Non dormivo così bene e così a lungo da anni. Ho sognato di essere in un grande casolare in mezzo alle campagne. C'era una lunga tavolata coperta da una tovaglia di carta bianca a fiori e imbastita a buffet, con torte salate, frittate, pasta fredda, insalatone, verdure al forno. Era una bella giornata, c'era il sole. Mio padre era davanti al forno a legna ad infornare le pizze mentre la mamma, lì accanto, le farciva: pumarola, mozzarelle, fiori di zucca, melanzane, zucchine, acciughe e capperi, funghi, prosciutto crudo. La signora Carla stava imbastendo un'altra piccola tavola per i dolci e il Lazzareschi giocava con Ramòn, lanciandogli un rametto e facendoselo riportare. C'erano i miei colleghi di Parma, vestiti con abiti leggeri, che parlavano a gruppetti di 3 o 4, erano felici. C'era Giulia sdraiata sul prato a piedi nudi che mi invitava a giocare con lei a Shangai. C'era anche la signora Ceni, che riposizionava con meticolosità le pirofile e le teglie che erano sul tavolo del buffet seguendo un disegno geometrico molto preciso che solo lei sapeva. Io mi sdraiavo sul prato con Giulia, appoggiavo la testa sul suo grembo e chiudevo gli occhi. Sentivo il sole scaldarmi il viso e le dita di Giulia passarmi dolcemente tra i capelli, poi la sentivo abbassare il capo su di me e cominciare a leccarmi le orecchie. Sarebbe chiaramente diventato un sogno erotico se non avessi sentito quell'indistinguibile odore di cane diventare sempre più penetrante: Ramòn.

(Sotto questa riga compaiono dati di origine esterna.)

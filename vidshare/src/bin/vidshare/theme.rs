//! Colours and glyphs for vidshare's terminal output.

use colored::{Color, control::ShouldColorize};
use once_cell::sync::Lazy;

/// Kind of status line printed by [`crate::output::OutputManager`].
#[derive(Debug, Clone, Copy, PartialEq, Eq)]
pub enum Tone {
    Done,
    Failed,
    Caution,
    Note,
    /// `--verbose` detail
    Trace,
    Working,
}

impl Tone {
    pub const fn color(self) -> Color {
        match self {
            Tone::Done => Color::Green,
            Tone::Failed => Color::Red,
            Tone::Caution => Color::Yellow,
            Tone::Note => Color::Blue,
            Tone::Trace => Color::BrightBlack,
            Tone::Working => Color::Cyan,
        }
    }

    pub const fn glyph(self) -> &'static str {
        match self {
            Tone::Done => "✓",
            Tone::Failed => "✗",
            Tone::Caution => "⚠",
            Tone::Note => "ℹ",
            Tone::Trace => "→",
            Tone::Working => "⟳",
        }
    }
}

/// Colours for headings, `key: value` lines and bullets.
pub struct Palette {
    pub heading: Color,
    pub label: Color,
    pub value: Color,
    pub bullet: Color,
}

pub const PALETTE: Palette = Palette {
    heading: Color::BrightBlue,
    label: Color::BrightCyan,
    value: Color::White,
    bullet: Color::BrightBlack,
};

pub const BULLET: &str = "•";

/// Colour support as reported by the environment (`NO_COLOR`, `CLICOLOR`, tty).
pub static COLOR_ENABLED: Lazy<bool> = Lazy::new(|| ShouldColorize::from_env().should_colorize());
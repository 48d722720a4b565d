use chrono::Utc;

use super::{Client, parse_id, required_text};
use crate::{
    errors::RepoError,
    filters::FilterCondition,
    id::{EntityId, Principal},
    listing::{ListQuery, ListingPolicy, Page, list},
    models::Tweet,
    ownership::{delete_owned, update_owned},
    patch::Patch,
    store::EntityStore,
};

const TWEET_LISTING: ListingPolicy = ListingPolicy::newest_first();

impl<S: EntityStore> Client<S> {
    pub async fn create_tweet(&self, principal: &Principal, content: &str) -> Result<Tweet, RepoError> {
        let tweet = Tweet {
            id: EntityId::generate(),
            content: required_text("content", content)?,
            owner: principal.id().clone(),
            created_at: Utc::now(),
        };
        self.store.insert(&tweet).await?;
        Ok(tweet)
    }

    /// A user's tweets, newest first.
    pub async fn list_user_tweets(&self, user_id: &str, query: &ListQuery) -> Result<Page<Tweet>, RepoError> {
        let owner = parse_id("userId", user_id)?;
        let params = query
            .into_params(&TWEET_LISTING, &self.listing)?
            .with_condition(FilterCondition::equals("owner", owner.as_str()));
        list(&self.store, &params).await
    }

    pub async fn update_tweet(&self, principal: &Principal, tweet_id: &str, content: &str) -> Result<Tweet, RepoError> {
        let id = parse_id("tweetId", tweet_id)?;
        let content = required_text("content", content)?;
        update_owned(&self.store, &id, principal, Patch::new().assign("content", content)).await
    }

    pub async fn delete_tweet(&self, principal: &Principal, tweet_id: &str) -> Result<(), RepoError> {
        let id = parse_id("tweetId", tweet_id)?;
        delete_owned::<_, Tweet>(&self.store, &id, principal).await
    }
}
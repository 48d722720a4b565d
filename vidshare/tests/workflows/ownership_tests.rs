use vidshare::{NewPlaylist, PlaylistUpdate, Tweet, VideoUpdate};

use super::support::*;

#[tokio::test]
async fn non_owner_cannot_update_comment() {
    let client = memory_client();
    let author = register(&client, "author").await;
    let intruder = register(&client, "intruder").await;
    let video = publish(&client, &author, "clip").await;
    let comment = client.add_comment(&author, video.id.as_str(), "  first!  ").await.unwrap();
    assert_eq!(comment.content, "first!");

    let err = client
        .update_comment(&intruder, comment.id.as_str(), "defaced")
        .await
        .unwrap_err();
    assert!(matches!(err, RepoError::NotFoundOrNotOwned { entity: EntityKind::Comment }));
    assert_eq!(err.status_code(), 404);

    let stored: Comment = client.store().get(&comment.id).await.unwrap().unwrap();
    assert_eq!(stored.content, "first!");
}

#[tokio::test]
async fn non_owner_cannot_delete_anything() {
    let client = memory_client();
    let owner = register(&client, "owner").await;
    let intruder = register(&client, "intruder").await;
    let video = publish(&client, &owner, "clip").await;
    let comment = client.add_comment(&owner, video.id.as_str(), "mine").await.unwrap();
    let tweet = client.create_tweet(&owner, "hello").await.unwrap();
    let playlist = client
        .create_playlist(
            &owner,
            NewPlaylist {
                name: "mix".to_string(),
                description: "songs".to_string(),
            },
        )
        .await
        .unwrap();

    let errors = [
        client.delete_video(&intruder, video.id.as_str()).await.unwrap_err(),
        client.delete_comment(&intruder, comment.id.as_str()).await.unwrap_err(),
        client.delete_tweet(&intruder, tweet.id.as_str()).await.unwrap_err(),
        client.delete_playlist(&intruder, playlist.id.as_str()).await.unwrap_err(),
    ];
    assert!(errors.iter().all(RepoError::is_not_found_or_not_owned));

    for kind in [EntityKind::Video, EntityKind::Comment, EntityKind::Tweet, EntityKind::Playlist] {
        assert_eq!(client.store().len(kind).await, 1, "{kind} was touched");
    }
}

#[tokio::test]
async fn missing_and_foreign_are_indistinguishable() {
    let client = memory_client();
    let owner = register(&client, "owner").await;
    let intruder = register(&client, "intruder").await;
    let tweet = client.create_tweet(&owner, "hello").await.unwrap();

    let foreign = client.update_tweet(&intruder, tweet.id.as_str(), "x").await.unwrap_err();
    let missing = client
        .update_tweet(&intruder, EntityId::generate().as_str(), "x")
        .await
        .unwrap_err();
    assert_eq!(foreign.to_string(), missing.to_string());
    assert_eq!(foreign.status_code(), missing.status_code());

    let stored: Tweet = client.store().get(&tweet.id).await.unwrap().unwrap();
    assert_eq!(stored.content, "hello");
}

#[tokio::test]
async fn owner_delete_is_final() {
    let client = memory_client();
    let owner = register(&client, "owner").await;
    let video = publish(&client, &owner, "clip").await;

    client.delete_video(&owner, video.id.as_str()).await.unwrap();
    let err = client.delete_video(&owner, video.id.as_str()).await.unwrap_err();
    assert!(err.is_not_found_or_not_owned());
    let err = client.get_video(video.id.as_str()).await.unwrap_err();
    assert!(matches!(err, RepoError::NotFound { entity: EntityKind::Video, .. }));
}

#[tokio::test]
async fn falsy_fields_do_not_overwrite() {
    let client = memory_client();
    let owner = register(&client, "owner").await;
    let video = publish(&client, &owner, "Original").await;

    let update = VideoUpdate {
        title: Some(String::new()),
        description: None,
        thumbnail: None,
    };
    let same = client
        .update_video(&owner, video.id.as_str(), update, &uploader())
        .await
        .unwrap();
    assert_eq!(same.title, "Original");
    assert_eq!(same.description, video.description);

    let playlist = client
        .create_playlist(
            &owner,
            NewPlaylist {
                name: "keep".to_string(),
                description: "old".to_string(),
            },
        )
        .await
        .unwrap();
    let updated = client
        .update_playlist(
            &owner,
            playlist.id.as_str(),
            PlaylistUpdate {
                name: Some(String::new()),
                description: Some("new".to_string()),
            },
        )
        .await
        .unwrap();
    assert_eq!(updated.name, "keep");
    assert_eq!(updated.description, "new");
}

#[tokio::test]
async fn malformed_ids_fail_before_the_store() {
    let client = memory_client();
    let owner = Principal::new(EntityId::generate());
    assert!(client.delete_video(&owner, "../etc").await.unwrap_err().is_invalid_argument());
    assert!(client.update_comment(&owner, "", "x").await.unwrap_err().is_invalid_argument());
    assert!(client.get_playlist("short").await.unwrap_err().is_invalid_argument());
    assert!(Principal::require(None).unwrap_err().is_invalid_argument());
}
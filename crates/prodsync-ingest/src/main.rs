//! Prodsync Ingest - resumable product feed ingestion

use anyhow::{Context, Result};
use clap::{Parser, Subcommand};
use prodsync_common::logging::{init_logging, LogConfig, LogLevel};
use prodsync_ingest::config::DEFAULT_SOURCE;
use prodsync_ingest::{
    CheckpointStore, IngestConfig, IngestOrchestrator, QuarantineStore, RateLimitedFetcher,
    SourceConfig, SqliteStore, TokioClock,
};
use std::future::Future;
use std::sync::Arc;
use tokio_util::sync::CancellationToken;
use tracing::{info, warn};

#[derive(Parser, Debug)]
#[command(name = "prodsync-ingest")]
#[command(author, version, about = "Resumable third-party product feed ingestion")]
struct Cli {
    #[command(subcommand)]
    command: Command,

    /// Verbose output
    #[arg(short, long, global = true)]
    verbose: bool,
}

#[derive(Subcommand, Debug)]
enum Command {
    /// Ingest pages from a source, resuming from its checkpoint
    Run {
        /// Source name (selects INGEST_BASE_URL_<SOURCE>)
        #[arg(short, long, env = "INGEST_SOURCE", default_value = DEFAULT_SOURCE)]
        source: String,

        /// Start from page 1 instead of the stored checkpoint
        #[arg(long)]
        no_resume: bool,
    },

    /// Show the stored checkpoint for a source
    Status {
        #[arg(short, long, env = "INGEST_SOURCE", default_value = DEFAULT_SOURCE)]
        source: String,
    },

    /// Show recently quarantined items for a source
    Quarantine {
        #[arg(short, long, env = "INGEST_SOURCE", default_value = DEFAULT_SOURCE)]
        source: String,

        /// Number of records to show
        #[arg(short, long, default_value_t = 20)]
        limit: usize,
    },
}

#[tokio::main]
async fn main() -> Result<()> {
    dotenvy::dotenv().ok();
    let cli = Cli::parse();

    let log_level = if cli.verbose {
        LogLevel::Debug
    } else {
        LogLevel::Info
    };

    // Environment variables take precedence over flags
    let log_config = LogConfig::builder()
        .level(log_level)
        .log_file_prefix("prodsync-ingest")
        .build()
        .merge_env()
        .context("Invalid logging configuration")?;

    let _log_guard = init_logging(&log_config).context("Failed to initialize logging")?;

    match cli.command {
        Command::Run { source, no_resume } => {
            let config = IngestConfig::from_env().context("Invalid ingestion configuration")?;
            run(config, &source, !no_resume).await
        },
        Command::Status { source } => {
            let config = IngestConfig::storage_from_env().context("Invalid storage configuration")?;
            status(config, &source).await
        },
        Command::Quarantine { source, limit } => {
            let config = IngestConfig::storage_from_env().context("Invalid storage configuration")?;
            quarantine(config, &source, limit).await
        },
    }
}

/// Exit status after a second interrupt (128 + SIGINT).
const FORCED_EXIT_CODE: i32 = 130;

/// Cancel `cancel` on the first signal. Returns `true` once a second signal
/// arrives, `false` if listening fails.
async fn watch_interrupts<F, Fut>(cancel: CancellationToken, mut next_signal: F) -> bool
where
    F: FnMut() -> Fut,
    Fut: Future<Output = std::io::Result<()>>,
{
    if let Err(e) = next_signal().await {
        warn!(error = %e, "Cannot listen for interrupts");
        return false;
    }
    warn!("Interrupt received, stopping after the current page (interrupt again to abort)");
    cancel.cancel();

    if let Err(e) = next_signal().await {
        warn!(error = %e, "Cannot listen for interrupts");
        return false;
    }
    warn!("Second interrupt received, aborting");
    true
}

fn open_store(config: &IngestConfig) -> Result<Arc<SqliteStore>> {
    let store = SqliteStore::new(&config.db_path)
        .with_context(|| format!("Failed to open database at {}", config.db_path.display()))?;
    Ok(Arc::new(store))
}

async fn run(config: IngestConfig, source_name: &str, resume: bool) -> Result<()> {
    let source = SourceConfig::from_env(source_name)?;
    let store = open_store(&config)?;
    let clock = Arc::new(TokioClock);

    let fetcher = RateLimitedFetcher::new(&source, &config, clock.clone())
        .context("Failed to build HTTP client")?;

    let cancel = CancellationToken::new();
    let on_signal = cancel.clone();
    tokio::spawn(async move {
        if watch_interrupts(on_signal, tokio::signal::ctrl_c).await {
            std::process::exit(FORCED_EXIT_CODE);
        }
    });

    let orchestrator = IngestOrchestrator::new(config, fetcher, store.clone(), store, clock)
        .with_cancellation(cancel);

    info!(source = %source.name, base_url = %source.base_url, resume, "Starting ingestion");

    let report = orchestrator
        .run(&source.name, resume)
        .await
        .with_context(|| format!("Ingestion run for source '{}' failed", source.name))?;

    println!("Run {}", report.run_id);
    println!("  halt:            {}", report.halt);
    println!("  checkpoint:      {}", report.checkpoint);
    println!("  pages:           {} (started at {})", report.pages_processed, report.start_page);
    println!("  last page:       {}", report.last_page);
    println!("  items seen:      {}", report.items_seen);
    println!("  accepted:        {}", report.items_accepted);
    println!("  quarantined:     {}", report.items_quarantined);
    if report.quarantine_failures > 0 {
        println!("  dropped records: {}", report.quarantine_failures);
    }

    Ok(())
}

async fn status(config: IngestConfig, source: &str) -> Result<()> {
    let store = open_store(&config)?;
    let name = config.checkpoint_name(source);

    match store.get(&name).await? {
        Some(checkpoint) => {
            println!("Checkpoint {}", checkpoint.name);
            println!("  last page:      {}", checkpoint.last_page);
            match checkpoint.last_processed_at {
                Some(at) => println!("  last processed: {}", at.to_rfc3339()),
                None => println!("  last processed: never"),
            }
            println!("  meta:           {}", checkpoint.meta);
        },
        None => println!("No checkpoint for source '{}' ({})", source, name),
    }

    let quarantined = store.count(source).await?;
    println!("  quarantined:    {}", quarantined);

    Ok(())
}

async fn quarantine(config: IngestConfig, source: &str, limit: usize) -> Result<()> {
    let store = open_store(&config)?;

    let total = store.count(source).await?;
    let records = store.list(source, limit).await?;

    println!(
        "Quarantine for source '{}': {} record(s), showing {}",
        source,
        total,
        records.len()
    );

    for record in records {
        println!(
            "#{} page={} external_id={} at={}",
            record.id.unwrap_or_default(),
            record.page,
            record.external_id.as_deref().unwrap_or("-"),
            record.created_at.to_rfc3339()
        );
        println!("  errors:  {}", serde_json::to_string(&record.errors)?);
        println!("  payload: {}", record.payload);
    }

    Ok(())
}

Quando ho aperto gli occhi mi scodinzolava vivacemente davanti chiedendomi con lo sguardo di portarlo fuori. Il sole era già alto e il salotto era inondato di luce.
Ho sentito l'acqua scorrere dal bagno e ho capito che il Lazzareschi era sveglio. Le lettere di papà erano ancora lì sul tavolo dove le avevo lasciate. Oggi gliele faccio leggere ho pensato.
Quando sono tornata dalla passeggiatina con Ramòn il Lazzareschi si era vestito con tanto di camicia buona ed era seduto al tavolo del salotto. Mi aspettava. Tra lui e le lettere c'erano una moka fumante da 4, due tazzine e un piattino di biscotti.
Cinque biscotti: due per te, due per me e uno per Ramòn! Gli ho detto sorridendo. Ero così contenta di vederlo alzato e ben vestito. Abbiamo mangiato in silenzio, poi lui ha preso le lettere, chiedendomi prima il permesso con lo sguardo, e ha cominciato a leggerle. Prima ha letto la lettera che Giada Brenna aveva mandato a mio padre e poi ha letto un paio di quelle scritte dal papà e tornategli indietro.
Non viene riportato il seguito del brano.